Decided On February 23, 1939
A L MEENAKSHI ACHI Appellant
V/S
STLRMALIAS LRMRAMASWAMI CHETTIAR Respondents

JUDGEMENT

(1.) The question which is raised in this appeal is whether a creditor has the right to bring a suit for the administration of the estate of a deceased Hindu who was joint with his son and died leaving no property apart from his interest in the family estate. One Arunachalam Chettiar, a member of the Nattukottai Chettiar community, died in February, 1930, being survived by a widow and a son (the second respondent). The first respondent, who claims to be a creditor of the deceased, filed a suit in the Court of the District Munsif of Devakottai for the administration of his estate. The widow and the son and 18 creditors were made defendants. The appellants who were the fourth and fifth defendants challenged the right claimed by the first respondent to bring a suit for administration. In addition to denying that the plaintiff-respondent was a creditor of the father they averred that a suit for administration would not lie because the family estate had devolved upon the son by survivorship under the Mitakshara law and consequently there was no separate estate to administer. The case of the plaintiff-respondent was that the property in the possession of the son was the self-acquired property of the father and he had ample estate. The District Munsif found that the property was the self-acquired property of the father and granted a decree for administration. The appellants appealed to the Subordinate Judge of Devakottai, who reversed the finding of the District Munsif, holding that the property was family, property and that it had passed by survivorship to the son. It is not open to the plaintiff-respondent to challenge this finding. The Subordinate Judge, however, was of opinion that despite the fact that the father left no separate estate the plaintiff-respondent was entitled to maintain the suit. The appellants then appealed to this Court. The appeal was heard by Lakshmana Rao, J., who upheld the decision of the Subordinate Judge, but gave leave to appeal under Clause 15 of the Letters Patent. The learned Judge in holding that the administration suit could be maintained relied on the provisions of Secs.50, 52 and 53 of the Civil P. C. and on the decision of Horwill J., in Kavuri Anjayya V/s. Alapati Ankamma (1937) 44 L.W. 836.

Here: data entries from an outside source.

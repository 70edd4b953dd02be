//! Generators for committed transactions and their substate changes.

use std::sync::atomic::{AtomicU64, Ordering};

use rand::Rng;
use vellum_core::{
    CommittedTransaction, EntityAddress, EventKind, IntentHash, LedgerEvent, NewEntity,
    StateVersion, SubstateData, TokenAmount, TransactionStatus, UpsertedSubstate,
};

/// Global counter so generated intent hashes never collide.
static HASH_COUNTER: AtomicU64 = AtomicU64::new(0);

/// A unique intent hash.
pub fn intent_hash() -> IntentHash {
    let counter = HASH_COUNTER.fetch_add(1, Ordering::SeqCst);
    let mut bytes = [0u8; 32];
    bytes[..8].copy_from_slice(&counter.to_be_bytes());
    bytes[31] = 0xA1;
    IntentHash::new(bytes)
}

/// A successful transaction at `version` with no changes.
pub fn tx(version: u64) -> CommittedTransaction {
    CommittedTransaction::new(StateVersion::new(version), intent_hash())
}

/// A failed transaction at `version`, paying `fee`.
pub fn failed_tx(version: u64, fee: i64) -> CommittedTransaction {
    let mut tx = tx(version);
    tx.status = TransactionStatus::Failed;
    tx.fee_paid = TokenAmount::from_i64(fee);
    tx
}

/// A transaction creating the given entities.
pub fn creation_tx(version: u64, entities: Vec<NewEntity>) -> CommittedTransaction {
    let mut tx = tx(version);
    tx.created_entities = entities;
    tx
}

/// A metadata upsert; `value: None` is a tombstone.
pub fn metadata_upsert(
    subject: impl Into<EntityAddress>,
    key: &str,
    value: Option<&[u8]>,
) -> UpsertedSubstate {
    UpsertedSubstate::new(
        subject,
        SubstateData::MetadataEntry {
            key: key.to_owned(),
            value: value.map(|v| v.to_vec()),
            is_locked: false,
        },
    )
}

/// An absolute vault-balance upsert.
pub fn balance_upsert(subject: impl Into<EntityAddress>, amount: i64) -> UpsertedSubstate {
    UpsertedSubstate::new(
        subject,
        SubstateData::FungibleVaultBalance {
            amount: TokenAmount::from_i64(amount),
        },
    )
}

/// A mint event emitted by `resource`.
pub fn mint(resource: impl Into<EntityAddress>, amount: i64) -> LedgerEvent {
    LedgerEvent::new(
        resource,
        EventKind::FungibleMinted {
            amount: TokenAmount::from_i64(amount),
        },
    )
}

/// A burn event emitted by `resource`.
pub fn burn(resource: impl Into<EntityAddress>, amount: i64) -> LedgerEvent {
    LedgerEvent::new(
        resource,
        EventKind::FungibleBurned {
            amount: TokenAmount::from_i64(amount),
        },
    )
}

/// A random positive amount up to `max`.
pub fn random_amount(max: i64) -> TokenAmount {
    TokenAmount::from_i64(rand::thread_rng().gen_range(1..=max))
}
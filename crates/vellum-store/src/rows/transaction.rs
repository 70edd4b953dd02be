//! Committed transaction rows.

use super::codec::{read_amount, read_i64, read_u64, read_u8, take, write_amount};
use super::HistoryRow;
use crate::{StoreError, StoreResult, Table};
use vellum_core::{IntentHash, StateVersion, TokenAmount, TransactionStatus};

/// One committed transaction, keyed by state version.
#[derive(Debug, Clone, PartialEq, Eq)]
pub struct TransactionRow {
    pub state_version: StateVersion,
    pub epoch: u64,
    pub round: u64,
    pub round_timestamp_ms: i64,
    pub intent_hash: IntentHash,
    pub fee_paid: TokenAmount,
    pub status: TransactionStatus,
}

impl HistoryRow for TransactionRow {
    const TABLE: Table = Table::LedgerTransactions;

    fn key(&self) -> Vec<u8> {
        self.state_version.to_be_bytes().to_vec()
    }

    fn encode(&self) -> Vec<u8> {
        let mut buf = Vec::new();
        buf.extend_from_slice(&self.state_version.to_be_bytes());
        buf.extend_from_slice(&self.epoch.to_be_bytes());
        buf.extend_from_slice(&self.round.to_be_bytes());
        buf.extend_from_slice(&self.round_timestamp_ms.to_be_bytes());
        buf.extend_from_slice(self.intent_hash.as_bytes());
        write_amount(&mut buf, &self.fee_paid);
        buf.push(status_tag(self.status));
        buf
    }

    fn decode(value: &[u8]) -> StoreResult<Self> {
        let mut data = value;
        let state_version = StateVersion::new(read_u64(&mut data, "transaction.version")?);
        let epoch = read_u64(&mut data, "transaction.epoch")?;
        let round = read_u64(&mut data, "transaction.round")?;
        let round_timestamp_ms = read_i64(&mut data, "transaction.timestamp")?;
        let hash_bytes = take(&mut data, 32, "transaction.intent_hash")?;
        let mut hash = [0u8; 32];
        hash.copy_from_slice(hash_bytes);
        let fee_paid = read_amount(&mut data, "transaction.fee")?;
        let status = status_from_tag(read_u8(&mut data, "transaction.status")?)?;

        Ok(Self {
            state_version,
            epoch,
            round,
            round_timestamp_ms,
            intent_hash: IntentHash::new(hash),
            fee_paid,
            status,
        })
    }
}

fn status_tag(status: TransactionStatus) -> u8 {
    match status {
        TransactionStatus::Succeeded => 0,
        TransactionStatus::Failed => 1,
    }
}

fn status_from_tag(tag: u8) -> StoreResult<TransactionStatus> {
    match tag {
        0 => Ok(TransactionStatus::Succeeded),
        1 => Ok(TransactionStatus::Failed),
        other => Err(StoreError::Deserialization(format!(
            "transaction.status: unknown tag {other}"
        ))),
    }
}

(2.) Section 50 of the Civil P. C. allows a decree-holder to execute his decree against the legal representative of a deceased judgment-debtor, and provides that the legal representative shall be liable only to the extent of the property of the deceased which has come to his hands and has not been duly disposed of. Section 52 relates to the position where a decree has been obtained after the death of the judgment-debtor and has been passed against his legal representative. Where the decree is for the payment of money out of the property of the deceased, it may be executed by the attachment and sale of his property. Section 53 says that for the purposes of Section 50 and Section 52, property in the hands of a son or other descendant which is liable under Hindu law for the payment of the debt of a deceased ancestor, in respect of which a decree has been passed, shall be deemed to be the property of the deceased which has come to the hands of the son or other descendant as his legal representative. Section 50 was Section 234 of the Code of 1882 and Section 52 was Section 252. Section 53 is new. It was inserted in the present Code because there was a conflict of judicial opinion in India on the question whether it was necessary for the holder of a decree against a Hindu father to bring a suit to realise his decree after the death of the judgment-debtor or whether he could proceed to execute against the family property in the hands of the son without filing a suit. There is nothing in these sections which justifies the conclusion that a suit for administration will lie where a Hindu father dies leaving no property of his own.

(3.) Under the Mitakshara law the father's interest in the family estate devolves by survivorship on his son or sons as the case may be. If the father dies leaving no property apart from his interest in the joint estate he dies leaving no estate. If there is only one son the son becomes entitled to the whole of the family property in his own right, subject to any lawful charges which may have been created and to the conditions imposed by his personal law. Under his personal law he has to satisfy out of the family property coming into his hands debts incurred for a family necessity. By reason of the pious objection rule he can also be called upon to pay the debts of his father if they have not been incurred for immoral or unlawful purposes. These conditions do not, however, derogate from the nature of the son's estate on his father's death. If he is the only son the family estate becomes his entirely, subject to the conditions which I have indicated. This being the position a suit for the administration of father's estate cannot be maintained unless the father leaves separate property. It does not mean that a suit may not be filed. A creditor cannot be prevented from filing a suit for the administration of the father's estate and may get a preliminary decree for account, but if it appears on the taking of accounts and the making of the usual inquiries that there is no property apart from what was before the father's death the joint family estate the proceedings cannot be carried further.